Measured 7 mainstream large models, privacy streaking becomes a common problem
Article source: New knowledge of science and technology
Image source: Generated by AI
In the AI era, the information entered by users is no longer just personal privacy, but has become a “stepping stone” to the progress of large models.
“Help me make a PPT”,”Help me make a New Year poster” and “Help me summarize the content of the document”. After the big model became popular, using AI tools to improve efficiency has become a daily work for white-collar workers, and even many people began to use AI to order takeaways and book hotels.
However, this way of collecting and using data also poses huge privacy risks. Many users ignore the digital era. A major problem in using digital technologies and tools is the lack of transparency. They are not clear about how the data of these AI tools is collected, processed and stored, and are not sure whether the data has been abused or leaked.
In March this year, OpenAI admitted that ChatGPT had a vulnerability, which led to the disclosure of some users ‘historical chat records. This incident has raised public concerns about data security and personal privacy protection in large models. In addition to the ChatGPT data breach, Meta’s AI model has also been controversial due to copyright infringement. In April this year, American writers, artists and other organizations accused Meta of embezzling their works for training and infringing on their copyright.

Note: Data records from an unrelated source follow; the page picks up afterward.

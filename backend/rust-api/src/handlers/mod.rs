use axum::{
    extract::{Request, State},
    http::{header, HeaderMap, StatusCode},
    middleware::Next,
    response::{IntoResponse, Response},
    Json,
};
use base64::{engine::general_purpose, Engine as _};
use redis::aio::ConnectionManager;
use serde_json::json;
use std::sync::Arc;

use crate::metrics;
use crate::services::AppState;

pub mod assignments;
pub mod attendance;
pub mod auth;
pub mod courses;
pub mod notifications;
pub mod quizzes;
pub mod realtime;
pub mod schools;
pub mod sections;
pub mod settings;
pub mod timetable;
pub mod users;

pub async fn health_check(State(state): State<Arc<AppState>>) -> impl IntoResponse {
    let mut dependencies = serde_json::Map::new();

    let mongo_health = check_mongodb(&state).await;
    let mut all_healthy = is_healthy(&mongo_health);
    dependencies.insert("mongodb".to_string(), json!(mongo_health));

    // Redis is optional; only report it when configured
    if let Some(redis) = state.redis.as_ref() {
        let redis_health = check_redis(redis).await;
        all_healthy &= is_healthy(&redis_health);
        dependencies.insert("redis".to_string(), json!(redis_health));
    }

    let (status_code, status) = if all_healthy {
        (StatusCode::OK, "healthy")
    } else {
        (StatusCode::SERVICE_UNAVAILABLE, "degraded")
    };

    (
        status_code,
        Json(json!({
            "status": status,
            "service": "schoolhub-api",
            "version": env!("CARGO_PKG_VERSION"),
            "realtime_connections": state.hub.connection_count().await,
            "dependencies": dependencies
        })),
    )
}

fn is_healthy(check: &serde_json::Map<String, serde_json::Value>) -> bool {
    check.get("status").and_then(|v| v.as_str()) == Some("healthy")
}

async fn check_mongodb(state: &AppState) -> serde_json::Map<String, serde_json::Value> {
    let mut result = serde_json::Map::new();

    match tokio::time::timeout(
        std::time::Duration::from_secs(1),
        state.mongo.run_command(mongodb::bson::doc! { "ping": 1 }),
    )
    .await
    {
        Ok(Ok(_)) => {
            result.insert("status".to_string(), json!("healthy"));
            result.insert(
                "message".to_string(),
                json!("MongoDB connection successful"),
            );
        }
        Ok(Err(e)) => {
            result.insert("status".to_string(), json!("unhealthy"));
            result.insert("error".to_string(), json!(format!("MongoDB error: {}", e)));
        }
        Err(_) => {
            result.insert("status".to_string(), json!("unhealthy"));
            result.insert("error".to_string(), json!("MongoDB timeout after 1s"));
        }
    }

    result
}

async fn check_redis(redis: &ConnectionManager) -> serde_json::Map<String, serde_json::Value> {
    let mut result = serde_json::Map::new();

    let mut conn = redis.clone();
    match tokio::time::timeout(
        std::time::Duration::from_millis(500),
        redis::cmd("PING").query_async::<String>(&mut conn),
    )
    .await
    {
        Ok(Ok(_)) => {
            result.insert("status".to_string(), json!("healthy"));
            result.insert("message".to_string(), json!("Redis connection successful"));
        }
        Ok(Err(e)) => {
            result.insert("status".to_string(), json!("unhealthy"));
            result.insert("error".to_string(), json!(format!("Redis error: {}", e)));
        }
        Err(_) => {
            result.insert("status".to_string(), json!("unhealthy"));
            result.insert("error".to_string(), json!("Redis timeout after 500ms"));
        }
    }

    result
}

pub async fn metrics_handler() -> impl IntoResponse {
    match metrics::render_metrics() {
        Ok(metrics_text) => (StatusCode::OK, metrics_text),
        Err(e) => (
            StatusCode::INTERNAL_SERVER_ERROR,
            format!("Failed to render metrics: {}", e),
        ),
    }
}

/// Decoded "user:password" from a Basic authorization header
fn basic_credentials(headers: &HeaderMap) -> Option<String> {
    let encoded = headers
        .get(header::AUTHORIZATION)
        .and_then(|v| v.to_str().ok())?
        .strip_prefix("Basic ")?;
    let decoded = general_purpose::STANDARD.decode(encoded.trim()).ok()?;
    String::from_utf8(decoded).ok()
}

/// HTTP Basic auth in front of /metrics, credentials from config
pub async fn metrics_auth_middleware(
    State(state): State<Arc<AppState>>,
    headers: HeaderMap,
    request: Request,
    next: Next,
) -> Result<Response, StatusCode> {
    match basic_credentials(&headers) {
        Some(credentials) if credentials == state.config.metrics_auth => {
            Ok(next.run(request).await)
        }
        _ => {
            tracing::warn!("Rejected /metrics request with bad credentials");
            Err(StatusCode::UNAUTHORIZED)
        }
    }
}

#[cfg(test)]
mod tests {
    use super::*;

    #[test]
    fn test_basic_credentials_decoding() {
        let mut headers = HeaderMap::new();
        let token = general_purpose::STANDARD.encode("admin:changeme");
        headers.insert(
            header::AUTHORIZATION,
            format!("Basic {}", token).parse().unwrap(),
        );
        assert_eq!(basic_credentials(&headers).as_deref(), Some("admin:changeme"));
    }

    #[test]
    fn test_non_basic_schemes_ignored() {
        let mut headers = HeaderMap::new();
        headers.insert(header::AUTHORIZATION, "Bearer abc".parse().unwrap());
        assert!(basic_credentials(&headers).is_none());
        headers.insert(header::AUTHORIZATION, "Basic !!!".parse().unwrap());
        assert!(basic_credentials(&headers).is_none());
    }
}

Similarly, similar incidents occurred in the country. Recently, iQiyi and MiniMax, one of the “six big model tigers”, attracted attention over a copyright dispute. iQiyi accused Conch AI of using its copyrighted materials to train models without permission. This case is the first infringement lawsuit filed by a video platform in China against a large AI video model.
These incidents have attracted attention from the outside world to the source and copyright issues of large model training data, indicating that the development of AI technology needs to be based on user privacy protection.
In order to understand the current transparency of information disclosure of domestic large models,”Science and Technology New Knowledge” selected seven mainstream large models in the market: Doubao, Wenxinyiyan, Kimi, Tencent Hunyuan, Spark Model, Tongyi Qianwen, and Kuaishou Keling. As samples, we conducted actual measurements through privacy policies and user agreement evaluations, product function design experience, etc., and found that many products are not doing well in this regard. We also clearly saw the sensitive relationship between user data and AI products.
01. The right of withdrawal is in name only
First of all, it can be clearly seen from the login page that the seven domestic large model products all follow the “standard” usage agreement and privacy policy of the Internet APP, and all have different chapters in the privacy policy text to provide information to Users explain how to collect and use personal information.
The statements of these products are basically the same,”In order to optimize and improve the service experience, we may combine user feedback on the output content and problems encountered during use to improve the service.” Under the premise of being processed by secure encryption technology and strictly de-identified, the data input by the user to the AI, the instructions issued, the corresponding replies generated by the AI, and the user’s access and usage of the product may be analyzed and used for model training.”
In fact, using user data to train products and then iterating better products for users to use seems to be a positive cycle, but users are concerned about whether they have the right to refuse or withdraw the relevant data to “feed” AI training.
After reading and testing these seven AI products,”Technology New Knowledge” found that only Doubao, iFlytek, Tongyi Qianwen, and Keling mentioned in their privacy clauses that they could “change the scope of authorized products to continue to collect personal information. Or withdraw authorization.”
Among them, bean bags mainly focus on the withdrawal of authorization of voice messages. The policy shows,”If you do not want the voice information you enter or provide to be used for model training and optimization, you can withdraw your authorization by turning off” Settings “-” Account Settings “-” Improve Voice Services “”; however, for other information, you need to contact the official through the public contact information before you can request withdrawal of the use of data for model training and optimization.
Picture source/(Bean Bao)
In actual operation, it is not difficult to authorize and close voice services, but for the withdrawal of other information,”Technology New Knowledge” has not been able to get a reply after contacting the Doubao official.
Picture source/(Bean Bao)
Tongyi Qianwen is similar to Doubao. The only thing that an individual can operate is the withdrawal of authorization for voice services. For other information, it is also necessary to contact the official through the disclosed contact information to change or withdraw the scope of authorization to collect and process personal information.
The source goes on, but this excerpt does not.